Holographic imaging of mitochondrial optical density in living cells reveals that the Mitochondrial Permeability Transition is a two-stage process

Mitochondrial permeability transition is caused by the opening of the Cyclosporin A (CSA) dependent calcium-induced large pore, known as the Permeability Transition Pore (PTP). PTP activation is believed to be a central event in stress-induced cell death. However, the molecular details of PTP opening remain incompletely understood. PTP opening makes mitochondrial inner membrane permeable to the molecules up to 1.5 kDa in size. Solute equilibration with the media in combination with swelling due to the PTP opening make mitochondria optically transparent, a phenomenon that has been widely used as a bona fide "light-scattering" PTP detection method in isolated mitochondria. Here, we utilized holographic microscopy imaging to monitor mitochondrial optical density changes that occur during solute equilibration between matrix and cytoplasm and thus enabled us to assess PTP induction in living cells. This approach relies on label-free, real-time mitochondrial visualization due to refractive index (RI) differences between the mitochondrial matrix and cytoplasm in the intact cells. PTP activation was detected as the decrease in mitochondrial RI. These measurements were done in parallel with measurements of the mitochondrial membrane potential, using the fluorescent probe TMRM. In intact HAP 1 cells, we found that calcium stress caused CSA-sensitive depolarization of the mitochondrial inner membrane. Unexpectedly, high-conductance PTP did not occur until after nearly complete mitochondrial membrane depolarization. In cells lacking c and δ subunits of the ATP synthase, we observed calcium-induced and CSA-sensitive depolarization but not high-conductance PTP. We demonstrate that holographic imaging is a powerful novel tool with unique capabilities that allow measurement of PTP in living cells with high temporal and spatial resolution.

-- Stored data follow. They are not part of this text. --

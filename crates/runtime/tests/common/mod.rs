use std::sync::mpsc;
use std::thread::{self, JoinHandle};
use std::time::Duration;

use msgloop_runtime::{EventLoop, LoopConfig, LoopHandle};

pub const WATCHDOG: Duration = Duration::from_secs(10);

pub fn test_loop(name: &str) -> EventLoop {
    let config = LoopConfig {
        name: name.into(),
        worker_threads: 2,
        ..LoopConfig::default()
    };
    EventLoop::new(config).unwrap()
}

/// Shuts the loop down if the test has not finished within [`WATCHDOG`],
/// so a missed wakeup fails the test instead of hanging it.
pub struct Watchdog {
    done: mpsc::Sender<()>,
    thread: JoinHandle<bool>,
}

impl Watchdog {
    pub fn arm(handle: &LoopHandle) -> Self {
        let (done, rx) = mpsc::channel::<()>();
        let handle = handle.clone();
        let thread = thread::spawn(move || match rx.recv_timeout(WATCHDOG) {
            Err(mpsc::RecvTimeoutError::Timeout) => {
                handle.request_shutdown();
                true
            }
            _ => false,
        });
        Self { done, thread }
    }

    /// Stop the watchdog. Panics if it had to shut the loop down.
    pub fn disarm(self) {
        let _ = self.done.send(());
        let tripped = self.thread.join().unwrap();
        assert!(!tripped, "watchdog shut the loop down");
    }
}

We conclude that contrary to the widely accepted view, in living cells, high-conductance PTP is not the cause of calcium-induced membrane depolarization. Further, we provide direct evidence that ATP synthase is essential for high-conductance PTP, but not for calcium-induced CSA-sensitive membrane depolarization. We propose that PTP activation occurs as a two-phase process, where the first phase of the initial membrane depolarization is followed by the second phase of large pore opening that results in high-amplitude membrane permeabilization.